宮崎 僕はこれだけ子や孫を産んだ表現媒体ってなかなかないと思うんですよ。漫画を読んで、漫画家にならずとも、小説家や映像作家になった人がいる。アニメやゲームも漫画の副産物です。今後はその素晴らしき遺産からのフィードバックが出てくるんじゃないかな。
──『マイダスの薔薇』を含め、漫画が紙ではなく、パソコンや携帯画面で見ることに関してはどう思われますか?
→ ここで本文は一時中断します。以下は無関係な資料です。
//! Room-based chat relay library.
//!
//! Clients connect over WebSocket, join one of a fixed set of rooms (some
//! protected by a shared secret), receive the room's recent history and
//! exchange messages broadcast to everyone currently in that room.

// layers
pub mod domain;
pub mod infrastructure;
pub mod ui;
pub mod usecase;
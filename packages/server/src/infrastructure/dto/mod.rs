//! Data Transfer Objects (DTOs) for the room relay.
//!
//! DTOs are organized by protocol:
//! - `websocket`: WebSocket frame DTOs
//! - `http`: HTTP API response DTOs

pub mod conversion;
pub mod http;
pub mod websocket;
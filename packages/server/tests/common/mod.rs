//! Helpers shared by the integration tests.

#![allow(dead_code)]

use std::{net::SocketAddr, sync::Arc, time::Duration};

use blipchat_server::{
    infrastructure::{config, message_pusher::WebSocketMessagePusher},
    ui::Server,
    usecase::MembershipCoordinator,
};
use futures_util::{SinkExt, StreamExt};
use serde_json::{Value, json};
use tokio::{
    net::{TcpListener, TcpStream},
    sync::oneshot,
};
use tokio_tungstenite::{MaybeTlsStream, WebSocketStream, connect_async, tungstenite::Message};

pub type Ws = WebSocketStream<MaybeTlsStream<TcpStream>>;

const RECV_TIMEOUT: Duration = Duration::from_secs(2);
const SILENCE_WINDOW: Duration = Duration::from_millis(200);

/// In-process server bound to an ephemeral port
pub struct TestServer {
    pub addr: SocketAddr,
    pub coordinator: Arc<MembershipCoordinator>,
    shutdown: Option<oneshot::Sender<()>>,
}

impl TestServer {
    /// Start a server with the built-in catalog ("Admin Room" secret: "aqua")
    pub async fn start() -> Self {
        let registry = config::build_registry(config::default_catalog("aqua"))
            .expect("default catalog is valid");
        let coordinator = Arc::new(MembershipCoordinator::new(
            registry,
            Arc::new(WebSocketMessagePusher::new()),
        ));

        let listener = TcpListener::bind("127.0.0.1:0")
            .await
            .expect("Failed to bind test listener");
        let addr = listener.local_addr().expect("listener has an address");

        let (tx, rx) = oneshot::channel::<()>();
        let server = Server::new(coordinator.clone());
        tokio::spawn(async move {
            server
                .serve(listener, async {
                    rx.await.ok();
                })
                .await
                .expect("server error");
        });

        Self {
            addr,
            coordinator,
            shutdown: Some(tx),
        }
    }

    pub fn ws_url(&self) -> String {
        format!("ws://{}/ws", self.addr)
    }

    pub fn http_url(&self, path: &str) -> String {
        format!("http://{}{}", self.addr, path)
    }
}

impl Drop for TestServer {
    fn drop(&mut self) {
        if let Some(tx) = self.shutdown.take() {
            let _ = tx.send(());
        }
    }
}

/// A connected WebSocket client that already consumed its `connected` frame
pub struct TestClient {
    pub id: String,
    ws: Ws,
}

impl TestClient {
    pub async fn connect(server: &TestServer) -> Self {
        let (ws, _response) = connect_async(server.ws_url())
            .await
            .expect("Failed to connect");
        let mut client = Self {
            id: String::new(),
            ws,
        };

        let connected = client.recv().await;
        assert_eq!(connected["type"], "connected");
        client.id = connected["id"]
            .as_str()
            .expect("connected frame carries an id")
            .to_string();
        client
    }

    pub async fn send_json(&mut self, value: Value) {
        self.send_raw(&value.to_string()).await;
    }

    pub async fn send_raw(&mut self, text: &str) {
        self.ws
            .send(Message::Text(text.to_string().into()))
            .await
            .expect("Failed to send frame");
    }

    pub async fn join(&mut self, room: &str, username: &str, password: Option<&str>) {
        let mut frame = json!({"type": "joinRoom", "roomName": room, "username": username});
        if let Some(password) = password {
            frame["password"] = json!(password);
        }
        self.send_json(frame).await;
    }

    pub async fn say(&mut self, username: &str, text: &str, room: &str) {
        let id = self.id.clone();
        self.send_json(json!({
            "type": "chatMessage",
            "id": id,
            "username": username,
            "text": text,
            "room": room,
        }))
        .await;
    }

    /// Next JSON frame, failing the test after a timeout
    pub async fn recv(&mut self) -> Value {
        tokio::time::timeout(RECV_TIMEOUT, self.next_json())
            .await
            .expect("Timed out waiting for a frame")
            .expect("Connection closed while waiting for a frame")
    }

    /// Assert that no frame arrives within a short window
    pub async fn expect_silence(&mut self) {
        if let Ok(Some(frame)) = tokio::time::timeout(SILENCE_WINDOW, self.next_json()).await {
            panic!("expected no frame, got {}", frame);
        }
    }

    pub async fn close(mut self) {
        self.ws.close(None).await.ok();
    }

    async fn next_json(&mut self) -> Option<Value> {
        while let Some(message) = self.ws.next().await {
            match message.ok()? {
                Message::Text(text) => {
                    return Some(serde_json::from_str(text.as_str()).expect("frame is JSON"));
                }
                Message::Close(_) => return None,
                _ => continue,
            }
        }
        None
    }
}
//! History Ring
//!
//! ルームごとの直近メッセージを保持する有界 FIFO。
//! 容量を超えた場合は最も古いエントリから破棄します。

use std::{collections::VecDeque, num::NonZeroUsize};

use serde::Serialize;

use super::value_object::{ConnectionId, DisplayName, MessageText, RoomName, Timestamp};

/// ルームごとの履歴のデフォルト容量
pub const DEFAULT_HISTORY_CAPACITY: NonZeroUsize = match NonZeroUsize::new(25) {
    Some(capacity) => capacity,
    None => unreachable!(),
};

/// 履歴の 1 エントリ
///
/// 追加後は変更されません。
#[derive(Debug, Clone, PartialEq, Eq, Serialize)]
pub struct HistoryEntry {
    pub sender_id: ConnectionId,
    pub sender_name: DisplayName,
    pub text: MessageText,
    pub room: RoomName,
    /// ルーム内の論理的な順序（1 始まり、単調増加）
    pub seq: u64,
    pub sent_at: Timestamp,
}

/// 有界の履歴リング
#[derive(Debug, Clone)]
pub struct HistoryRing {
    entries: VecDeque<HistoryEntry>,
    capacity: NonZeroUsize,
    last_seq: u64,
}

impl HistoryRing {
    pub fn new(capacity: NonZeroUsize) -> Self {
        Self {
            entries: VecDeque::new(),
            capacity,
            last_seq: 0,
        }
    }

    /// 次のエントリに割り当てる順序番号
    pub fn next_seq(&self) -> u64 {
        self.last_seq + 1
    }

    /// 末尾にエントリを追加し、容量を超えた分を先頭から破棄
    pub fn append(&mut self, entry: HistoryEntry) {
        self.last_seq = self.last_seq.max(entry.seq);
        self.entries.push_back(entry);
        while self.entries.len() > self.capacity.get() {
            self.entries.pop_front();
        }
    }

    /// 古い順のコピーを返す
    pub fn snapshot(&self) -> Vec<HistoryEntry> {
        self.entries.iter().cloned().collect()
    }

    pub fn last(&self) -> Option<&HistoryEntry> {
        self.entries.back()
    }

    pub fn len(&self) -> usize {
        self.entries.len()
    }

    pub fn is_empty(&self) -> bool {
        self.entries.is_empty()
    }

    pub fn capacity(&self) -> usize {
        self.capacity.get()
    }
}

impl Default for HistoryRing {
    fn default() -> Self {
        Self::new(DEFAULT_HISTORY_CAPACITY)
    }
}

#[cfg(test)]
mod tests {
    use super::*;

    fn entry(ring: &HistoryRing, text: &str) -> HistoryEntry {
        HistoryEntry {
            sender_id: ConnectionId::new("alice".to_string()).unwrap(),
            sender_name: DisplayName::parse("Alice"),
            text: MessageText::new(text.to_string()).unwrap(),
            room: RoomName::new("Room 1".to_string()).unwrap(),
            seq: ring.next_seq(),
            sent_at: Timestamp::new(1000),
        }
    }

    fn texts(ring: &HistoryRing) -> Vec<String> {
        ring.snapshot()
            .into_iter()
            .map(|e| e.text.into_string())
            .collect()
    }

    #[test]
    fn test_new_ring_is_empty() {
        // テスト項目: 作成直後の履歴は空で、デフォルト容量は 25
        // given (前提条件):

        // when (操作):
        let ring = HistoryRing::default();

        // then (期待する結果):
        assert!(ring.is_empty());
        assert_eq!(ring.capacity(), 25);
        assert_eq!(ring.next_seq(), 1);
        assert!(ring.snapshot().is_empty());
    }

    #[test]
    fn test_append_keeps_insertion_order() {
        // テスト項目: 追加した順（古い順）で取得できる
        // given (前提条件):
        let mut ring = HistoryRing::default();

        // when (操作):
        for text in ["one", "two", "three"] {
            let e = entry(&ring, text);
            ring.append(e);
        }

        // then (期待する結果):
        assert_eq!(texts(&ring), vec!["one", "two", "three"]);
        let seqs: Vec<u64> = ring.snapshot().iter().map(|e| e.seq).collect();
        assert_eq!(seqs, vec![1, 2, 3]);
    }

    #[test]
    fn test_capacity_evicts_oldest_first() {
        // テスト項目: 容量 25 に 30 件追加すると 6〜30 件目のみが残る
        // given (前提条件):
        let mut ring = HistoryRing::default();

        // when (操作):
        for i in 1..=30 {
            let e = entry(&ring, &format!("message {}", i));
            ring.append(e);
        }

        // then (期待する結果):
        assert_eq!(ring.len(), 25);
        let expected: Vec<String> = (6..=30).map(|i| format!("message {}", i)).collect();
        assert_eq!(texts(&ring), expected);
        assert_eq!(ring.snapshot()[0].seq, 6);
        assert_eq!(ring.last().map(|e| e.seq), Some(30));
        assert_eq!(ring.next_seq(), 31);
    }

    #[test]
    fn test_length_never_exceeds_capacity() {
        // テスト項目: どの時点でも長さは容量以下
        // given (前提条件):
        let capacity = NonZeroUsize::new(3).unwrap();
        let mut ring = HistoryRing::new(capacity);

        for i in 0..10 {
            // when (操作):
            let e = entry(&ring, &i.to_string());
            ring.append(e);

            // then (期待する結果):
            assert!(ring.len() <= 3);
        }
        assert_eq!(texts(&ring), vec!["7", "8", "9"]);
    }

    #[test]
    fn test_large_capacity_does_not_preallocate() {
        // テスト項目: 非常に大きな容量を指定しても作成時に確保されず、通常どおり追加できる
        // given (前提条件):
        let capacity = NonZeroUsize::new(usize::MAX).unwrap();

        // when (操作):
        let mut ring = HistoryRing::new(capacity);
        let e = entry(&ring, "hello");
        ring.append(e);

        // then (期待する結果):
        assert_eq!(ring.capacity(), usize::MAX);
        assert_eq!(texts(&ring), vec!["hello"]);
    }

    #[test]
    fn test_snapshot_is_isolated_from_later_appends() {
        // テスト項目: スナップショットは後続の追加の影響を受けない
        // given (前提条件):
        let mut ring = HistoryRing::default();
        let e = entry(&ring, "before");
        ring.append(e);

        // when (操作):
        let snapshot = ring.snapshot();
        let e = entry(&ring, "after");
        ring.append(e);

        // then (期待する結果):
        assert_eq!(snapshot.len(), 1);
        assert_eq!(ring.len(), 2);
    }
}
宮崎 画面を見るまでは、正直、ダメなんじゃないかと思っていたんですよね。だいたいケータイ画面で漫画を見た最後は仕事で携わった4コマ漫画で、1コマ1コマ見る、それがケータイの限界だと思っていた。ところが『マイダスの薔薇』を見たら、緻密で驚いた。僕の知らない間にケータイ画面の再現能力があがったんだなあと(笑)。スクリーントーンもつぶれないで見えますからね。若い人たちが音楽ライブの待ち時間で音楽を聴くかわりに、携帯で漫画を見るようになってきたのも頷けます。
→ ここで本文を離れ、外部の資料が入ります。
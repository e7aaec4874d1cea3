//! HTTP and WebSocket handlers.

mod http;
mod websocket;

pub use http::{get_rooms, health_check, root};
pub use websocket::websocket_handler;
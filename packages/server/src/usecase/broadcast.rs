//! Broadcast Gateway
//!
//! ルームのメンバー全員、または 1 接続へのイベント配信。
//! 配信は fire-and-forget で、切断済みの接続への配信失敗は呼び出し元に返しません。

use std::sync::Arc;

use crate::domain::{ConnectionId, MessagePusher, RoomState, ServerEvent};

/// Broadcast Gateway
pub struct BroadcastGateway {
    /// MessagePusher（メッセージ通知の抽象化）
    message_pusher: Arc<dyn MessagePusher>,
}

impl BroadcastGateway {
    pub fn new(message_pusher: Arc<dyn MessagePusher>) -> Self {
        Self { message_pusher }
    }

    /// ルームの現在のメンバー全員に配信
    ///
    /// 呼び出し元はルームのロックを保持したまま呼ぶこと。
    /// 配信対象のクライアント ID リストを返します。
    pub async fn broadcast(&self, room: &RoomState, event: &ServerEvent) -> Vec<ConnectionId> {
        let targets = room.members();
        if targets.is_empty() {
            return targets;
        }

        if let Err(e) = self
            .message_pusher
            .broadcast(targets.clone(), event)
            .await
        {
            tracing::warn!("Broadcast failed: {}", e);
        }
        targets
    }

    /// 1 接続にのみ配信
    pub async fn unicast(&self, target: &ConnectionId, event: &ServerEvent) {
        if let Err(e) = self.message_pusher.push_to(target, event).await {
            tracing::debug!("Unicast to '{}' dropped: {}", target, e);
        }
    }

    pub fn message_pusher(&self) -> &Arc<dyn MessagePusher> {
        &self.message_pusher
    }
}
//! WebSocket / HTTP server for the room relay.

mod handler;
mod server;
mod signal;
pub mod state;

pub use server::Server;
//! Outbound events produced by the membership coordinator.
//!
//! The transport decides how an event is encoded; see
//! `infrastructure::dto::websocket` for the JSON form.

use super::{
    history::HistoryEntry,
    value_object::{ConnectionId, RoomName, Timestamp},
};

/// A server-authored notice (join / leave) addressed to one room.
///
/// Notices are broadcast but never recorded in a History Ring.
#[derive(Debug, Clone, PartialEq, Eq)]
pub struct SystemNotice {
    pub room: RoomName,
    pub text: String,
    pub sent_at: Timestamp,
}

impl SystemNotice {
    pub fn joined(room: RoomName, who: &str, sent_at: Timestamp) -> Self {
        let text = format!("{} joined {}.", who, room);
        Self {
            room,
            text,
            sent_at,
        }
    }

    pub fn left(room: RoomName, who: &str, sent_at: Timestamp) -> Self {
        Self {
            room,
            text: format!("{} left the room.", who),
            sent_at,
        }
    }
}

#[derive(Debug, Clone, PartialEq, Eq)]
pub enum ServerEvent {
    /// Sent once after the connection is established.
    Connected { id: ConnectionId },
    /// Unicast join confirmation with the room's history, oldest first.
    RoomJoined {
        room: RoomName,
        history: Vec<HistoryEntry>,
    },
    /// Unicast join rejection. `reason` is client-facing.
    RoomJoinFailed { reason: String },
    /// A member's chat message.
    Chat(HistoryEntry),
    /// A join / leave announcement.
    Notice(SystemNotice),
}
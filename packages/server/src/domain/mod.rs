//! Domain layer for the room relay.
//!
//! This module contains the room catalog, per-room state and session model.
//! It is independent of the wire format (DTOs) and of the transport.

pub mod error;
pub mod event;
pub mod history;
pub mod pusher;
pub mod registry;
pub mod room;
pub mod room_state;
pub mod session;
pub mod value_object;

pub use error::{RegistryError, ValueObjectError};
pub use event::{ServerEvent, SystemNotice};
pub use history::{HistoryEntry, HistoryRing};
pub use pusher::{MessagePushError, MessagePusher, PusherChannel};
#[cfg(test)]
pub use pusher::MockMessagePusher;
pub use registry::RoomRegistry;
pub use room::{AccessPolicy, PlainSecret, Room, SecretVerifier};
pub use room_state::RoomState;
pub use session::{Session, SessionState};
pub use value_object::{ConnectionId, DisplayName, MessageText, RoomName, Timestamp};
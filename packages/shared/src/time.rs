//! Time-related utilities with clock abstraction for testability.

use chrono::{TimeZone, Utc};

/// Clock trait for dependency injection and testing
pub trait Clock: Send + Sync {
    /// Get current Unix timestamp in UTC (milliseconds)
    fn now_millis(&self) -> i64;
}

/// System clock implementation (uses actual system time)
#[derive(Debug, Clone, Copy, Default)]
pub struct SystemClock;

impl Clock for SystemClock {
    fn now_millis(&self) -> i64 {
        get_utc_timestamp()
    }
}

/// Fixed clock implementation for testing (returns a fixed time)
#[derive(Debug, Clone, Copy)]
pub struct FixedClock {
    fixed_time: i64,
}

impl FixedClock {
    /// Create a new fixed clock with the given timestamp
    pub fn new(fixed_time_millis: i64) -> Self {
        Self {
            fixed_time: fixed_time_millis,
        }
    }
}

impl Clock for FixedClock {
    fn now_millis(&self) -> i64 {
        self.fixed_time
    }
}

/// Get current Unix timestamp in UTC (milliseconds)
pub fn get_utc_timestamp() -> i64 {
    Utc::now().timestamp_millis()
}

/// Convert Unix timestamp (milliseconds) to RFC 3339 format in UTC
///
/// Returns `None` if the timestamp is out of the range chrono can represent.
pub fn timestamp_to_rfc3339(timestamp_millis: i64) -> Option<String> {
    Utc.timestamp_millis_opt(timestamp_millis)
        .single()
        .map(|dt| dt.to_rfc3339())
}
//! MessagePusher trait 定義
//!
//! ドメイン層が必要とするメッセージ通知のインターフェースを定義します。
//! 具体的な実装（WebSocket など）は Infrastructure 層が提供します（依存性の逆転）。

use async_trait::async_trait;
use thiserror::Error;
use tokio::sync::mpsc;

use super::{event::ServerEvent, value_object::ConnectionId};

/// クライアントへの送信チャンネル
///
/// エンコード済みのフレーム（JSON 文字列）を運びます。
pub type PusherChannel = mpsc::UnboundedSender<String>;

/// メッセージ通知のエラー
#[derive(Debug, Clone, PartialEq, Eq, Error)]
pub enum MessagePushError {
    #[error("client '{0}' is not registered")]
    ClientNotFound(String),

    #[error("failed to push message: {0}")]
    PushFailed(String),

    #[error("failed to encode event: {0}")]
    Encode(String),
}

/// メッセージ通知の抽象化
///
/// - `push_to`: 1 クライアントへの送信（unicast）
/// - `broadcast`: 指定したクライアント全員への送信。個別の失敗は許容します
#[cfg_attr(test, mockall::automock)]
#[async_trait]
pub trait MessagePusher: Send + Sync {
    /// クライアントの送信チャンネルを登録
    async fn register_client(&self, client_id: ConnectionId, sender: PusherChannel);

    /// クライアントの送信チャンネルを登録解除
    async fn unregister_client(&self, client_id: &ConnectionId);

    /// 特定のクライアントにイベントを送信
    async fn push_to(
        &self,
        client_id: &ConnectionId,
        event: &ServerEvent,
    ) -> Result<(), MessagePushError>;

    /// 複数のクライアントにイベントを送信
    async fn broadcast(
        &self,
        targets: Vec<ConnectionId>,
        event: &ServerEvent,
    ) -> Result<(), MessagePushError>;
}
──では、漫画が手書きではなく、パソコンで描かれることに関しては?
宮崎 パソコンの絵で読者が満足するというのは一部だと思うんですよね……。僕は漫画というのは、原稿用紙の上をペンがカリカリと削っていく、そういう生理的な欲求を持つと思う。たとえば娘は最近のアニメの『ドラえもん』が好きじゃないというんです。デジタル化が進んで、カラーリングが均一になってくると、隙はないけれど、非常に平板な絵に見えます。漫画もそうで、やはり人間が圧力をかけて原稿用紙を削っていく、そのインクや墨で描かれるひとつの線に加わる感情というものがある。そこに人は感動するんだと思うんです。
──線に加わる感情……。
宮崎 かわぐちさんの原稿を応接室で待つときに、奥の仕事部屋からかわぐちさんのペンの走る音が聴こえるんですよ。それはもう、非常にぞくぞくして、気持ちがいい。編集者の特権ですね。デジタルはまだ万能ではなくて、人間の力でないとできないこと、描けない世界というのがあると思う。漫画は、これからも変わるのではなく、広がるのでしょう。いいことだと思いますよ。(了)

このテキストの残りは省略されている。